■ Directions
Gather all lines in the entries below that include the word "ToggleMute".

■ Material provided

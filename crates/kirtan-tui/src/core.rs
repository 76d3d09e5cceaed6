//! PlayerCore — single-owner event loop for the stream playback controller.
//!
//! All inputs arrive as [`PlayerEvent`] messages on one mpsc channel: user
//! commands from the TUI, raw mpv events forwarded by the reader task, and
//! retry-timer fires.  PlayerCore owns the [`PlaybackSession`] and the
//! [`MpvDriver`] exclusively; no other task touches them, so state updates
//! apply in message-arrival order.
//!
//! The session state machine is pure (`kirtan_core::session`); this loop
//! translates mpv notifications into [`PipelineEvent`]s, feeds them in, and
//! executes the [`Directive`]s that come back.

use std::collections::VecDeque;

use kirtan_core::session::{Directive, PipelineEvent, PlaybackSession, RETRY_DELAY};
use tokio::sync::{broadcast, mpsc};
use tracing::{debug, info, warn};

use crate::mpv::{
    MpvDriver, MpvEvent, MpvHandle, OBS_CORE_IDLE, OBS_ICY_TITLE, OBS_ICY_TITLE_DIRECT,
    OBS_PAUSED_FOR_CACHE,
};
use crate::BroadcastMessage;

// ── PlayerEvent ───────────────────────────────────────────────────────────────

/// User-initiated playback commands.
#[derive(Debug, Clone, Copy)]
pub enum PlayerCommand {
    TogglePlay,
    ToggleMute,
}

/// All inputs into the PlayerCore loop.
#[derive(Debug)]
pub enum PlayerEvent {
    Command(PlayerCommand),
    /// Raw mpv unsolicited event (forwarded from the reader task).
    Mpv(MpvEvent),
    /// The 2-second retry timer fired.  Carries the session generation it
    /// was armed under; a stale fire is dropped by the session.
    RetryDue { generation: u64 },
}

// ── PlayerCore ────────────────────────────────────────────────────────────────

pub struct PlayerCore {
    stream_url: String,
    session: PlaybackSession,
    driver: MpvDriver,
    /// Live handle to the mpv IO tasks.  `None` until first play.
    handle: Option<MpvHandle>,
    /// Channel used to feed retry fires and mpv events back into the loop.
    event_tx: mpsc::Sender<PlayerEvent>,
    broadcast_tx: broadcast::Sender<BroadcastMessage>,
    /// Last observed core-idle value, to suppress duplicate transitions.
    obs_core_idle: Option<bool>,
    /// Last ICY title broadcast (to avoid duplicate IcyUpdated).
    last_icy: Option<String>,
}

impl PlayerCore {
    pub fn new(
        stream_url: String,
        mpv_binary: Option<std::path::PathBuf>,
        broadcast_tx: broadcast::Sender<BroadcastMessage>,
        event_tx: mpsc::Sender<PlayerEvent>,
    ) -> Self {
        Self {
            stream_url,
            session: PlaybackSession::new(),
            driver: MpvDriver::new(mpv_binary),
            handle: None,
            event_tx,
            broadcast_tx,
            obs_core_idle: None,
            last_icy: None,
        }
    }

    /// Run the core event loop.  Returns when the event channel closes
    /// (the TUI exited).
    pub async fn run(mut self, mut event_rx: mpsc::Receiver<PlayerEvent>) -> anyhow::Result<()> {
        info!("PlayerCore: starting event loop");
        self.publish();

        while let Some(evt) = event_rx.recv().await {
            match evt {
                PlayerEvent::Command(cmd) => {
                    info!("PlayerCore: command {:?}", cmd);
                    let directives = match cmd {
                        PlayerCommand::TogglePlay => {
                            if self.session.playing {
                                self.session.pause()
                            } else {
                                self.session.play()
                            }
                        }
                        PlayerCommand::ToggleMute => self.session.toggle_mute(),
                    };
                    self.run_directives(directives).await;
                    self.publish();
                }

                PlayerEvent::RetryDue { generation } => {
                    let directives = self.session.retry_due(generation);
                    if directives.is_empty() {
                        debug!("PlayerCore: stale retry fire (gen {})", generation);
                    } else {
                        info!(
                            "PlayerCore: auto-retry {} of {}",
                            self.session.retry_count,
                            kirtan_core::session::MAX_AUTO_RETRIES
                        );
                        self.push_log(format!(
                            "reconnecting (attempt {})",
                            self.session.retry_count
                        ));
                    }
                    self.run_directives(directives).await;
                    self.publish();
                }

                PlayerEvent::Mpv(evt) => self.handle_mpv_event(evt).await,
            }
        }

        info!("PlayerCore: event channel closed, shutting down");
        self.cleanup().await;
        Ok(())
    }

    // ── mpv event translation ─────────────────────────────────────────────────

    /// True while the user wants audio — the states in which pipeline
    /// notifications are meaningful.
    fn intends_playback(&self) -> bool {
        use kirtan_core::session::ConnectionStatus::*;
        matches!(self.session.status, Connecting | Live | StreamOffline)
    }

    async fn handle_mpv_event(&mut self, evt: MpvEvent) {
        if let Some((obs_id, data)) = evt.as_property_change() {
            match obs_id {
                OBS_CORE_IDLE => {
                    let val = data.as_bool();
                    if val == self.obs_core_idle {
                        return;
                    }
                    debug!("mpv: core-idle → {:?}", val);
                    self.obs_core_idle = val;
                    match val {
                        Some(false) => self.pipeline(PipelineEvent::Playing).await,
                        // Idle again mid-playback is a stall, not an error;
                        // end-file decides whether the stream actually died.
                        Some(true) if self.session.playing => {
                            self.pipeline(PipelineEvent::Buffering).await
                        }
                        _ => {}
                    }
                }
                OBS_PAUSED_FOR_CACHE => {
                    if data.as_bool() == Some(true) && self.intends_playback() {
                        debug!("mpv: paused-for-cache");
                        self.pipeline(PipelineEvent::Buffering).await;
                    }
                }
                OBS_ICY_TITLE | OBS_ICY_TITLE_DIRECT => {
                    let raw = match data {
                        serde_json::Value::String(s) => Some(s.clone()),
                        _ => None,
                    };
                    let val = filter_icy_title(raw);
                    if val != self.last_icy {
                        info!("mpv: icy-title {:?} → {:?}", self.last_icy, val);
                        self.last_icy = val.clone();
                        let _ = self.broadcast_tx.send(BroadcastMessage::IcyUpdated(val));
                    }
                }
                _ => {}
            }
            return;
        }

        match evt.event_name() {
            Some("end-file") => {
                let reason = evt.end_file_reason().unwrap_or("unknown");
                info!("mpv: end-file reason={}", reason);
                // "stop" is our own Stop directive coming back; anything else
                // while playback is intended means the stream dropped.
                if reason != "stop" && self.intends_playback() {
                    self.push_log(format!("stream ended ({})", reason));
                    self.pipeline(PipelineEvent::Error).await;
                }
                if self.last_icy.is_some() {
                    self.last_icy = None;
                    let _ = self.broadcast_tx.send(BroadcastMessage::IcyUpdated(None));
                }
            }
            Some("start-file") => {
                debug!("mpv: start-file");
                self.obs_core_idle = None;
            }
            _ => {}
        }
    }

    async fn pipeline(&mut self, event: PipelineEvent) {
        let directives = self.session.pipeline_event(event);
        debug!("pipeline {event:?}: status is now {}", self.session.status);
        self.run_directives(directives).await;
        self.publish();
    }

    // ── directive execution ───────────────────────────────────────────────────

    async fn run_directives(&mut self, directives: Vec<Directive>) {
        let mut queue: VecDeque<Directive> = directives.into();
        while let Some(d) = queue.pop_front() {
            match d {
                Directive::Reconnect => {
                    let muted = self.session.muted;
                    match self.ensure_handle().await {
                        Some(handle) => {
                            if let Err(e) = handle.load_stream(&self.stream_url).await {
                                warn!("PlayerCore: loadfile failed: {}", e);
                                self.push_log(format!("failed to load stream: {}", e));
                                queue.extend(self.session.pipeline_event(PipelineEvent::Error));
                            } else if muted {
                                let _ = handle.set_mute(true).await;
                            }
                        }
                        None => {
                            queue.extend(self.session.pipeline_event(PipelineEvent::Error));
                        }
                    }
                }
                Directive::Stop => {
                    if let Some(handle) = self.handle.as_ref() {
                        if let Err(e) = handle.stop().await {
                            warn!("PlayerCore: stop failed: {}", e);
                        }
                    }
                    if self.last_icy.take().is_some() {
                        let _ = self.broadcast_tx.send(BroadcastMessage::IcyUpdated(None));
                    }
                }
                Directive::ScheduleRetry { generation } => {
                    debug!("PlayerCore: arming retry timer (gen {})", generation);
                    let tx = self.event_tx.clone();
                    tokio::spawn(async move {
                        tokio::time::sleep(RETRY_DELAY).await;
                        let _ = tx.send(PlayerEvent::RetryDue { generation }).await;
                    });
                }
                Directive::SetMute(muted) => {
                    if let Some(handle) = self.handle.as_ref() {
                        if let Err(e) = handle.set_mute(muted).await {
                            warn!("PlayerCore: set_mute failed: {}", e);
                        }
                    }
                }
            }
        }
    }

    async fn ensure_handle(&mut self) -> Option<MpvHandle> {
        if self.handle.is_some() && !self.driver.process_alive() {
            warn!("PlayerCore: mpv process died, dropping handle");
            self.handle = None;
            self.obs_core_idle = None;
        }

        if self.handle.is_none() {
            // One forwarder task per connection: mpv reader → PlayerEvent.
            let (event_tx, mut event_rx) = mpsc::channel::<MpvEvent>(64);
            let core_tx = self.event_tx.clone();
            tokio::spawn(async move {
                while let Some(evt) = event_rx.recv().await {
                    if core_tx.send(PlayerEvent::Mpv(evt)).await.is_err() {
                        break;
                    }
                }
            });

            match self.driver.spawn_and_connect(event_tx).await {
                Ok(handle) => {
                    handle.observe_all_properties().await;
                    self.handle = Some(handle);
                }
                Err(e) => {
                    warn!("PlayerCore: failed to start mpv: {}", e);
                    self.push_log(format!("could not start mpv: {}", e));
                    return None;
                }
            }
        }

        self.handle.clone()
    }

    // ── helpers ───────────────────────────────────────────────────────────────

    fn publish(&self) {
        let _ = self
            .broadcast_tx
            .send(BroadcastMessage::Session(self.session.clone()));
    }

    fn push_log(&self, message: String) {
        let _ = self.broadcast_tx.send(BroadcastMessage::Log(message));
    }

    async fn cleanup(&mut self) {
        info!("PlayerCore: cleanup, killing mpv");
        if let Some(handle) = self.handle.take() {
            let _ = handle.stop().await;
        }
        self.driver.kill().await;
    }
}

/// Drop stream titles that carry no information (empty or dash padding).
fn filter_icy_title(raw: Option<String>) -> Option<String> {
    raw.filter(|t| !t.trim().trim_matches('-').trim().is_empty())
}

#[cfg(test)]
mod tests {
    use super::*;

    #[test]
    fn icy_filter_drops_padding() {
        assert_eq!(filter_icy_title(None), None);
        assert_eq!(filter_icy_title(Some("".into())), None);
        assert_eq!(filter_icy_title(Some(" - ".into())), None);
        assert_eq!(filter_icy_title(Some("---".into())), None);
        assert_eq!(
            filter_icy_title(Some("Asa Di Var".into())),
            Some("Asa Di Var".to_string())
        );
    }
}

■ Answer to the problem
    ToggleMute,
                        PlayerCommand::ToggleMute => self.session.toggle_mute(),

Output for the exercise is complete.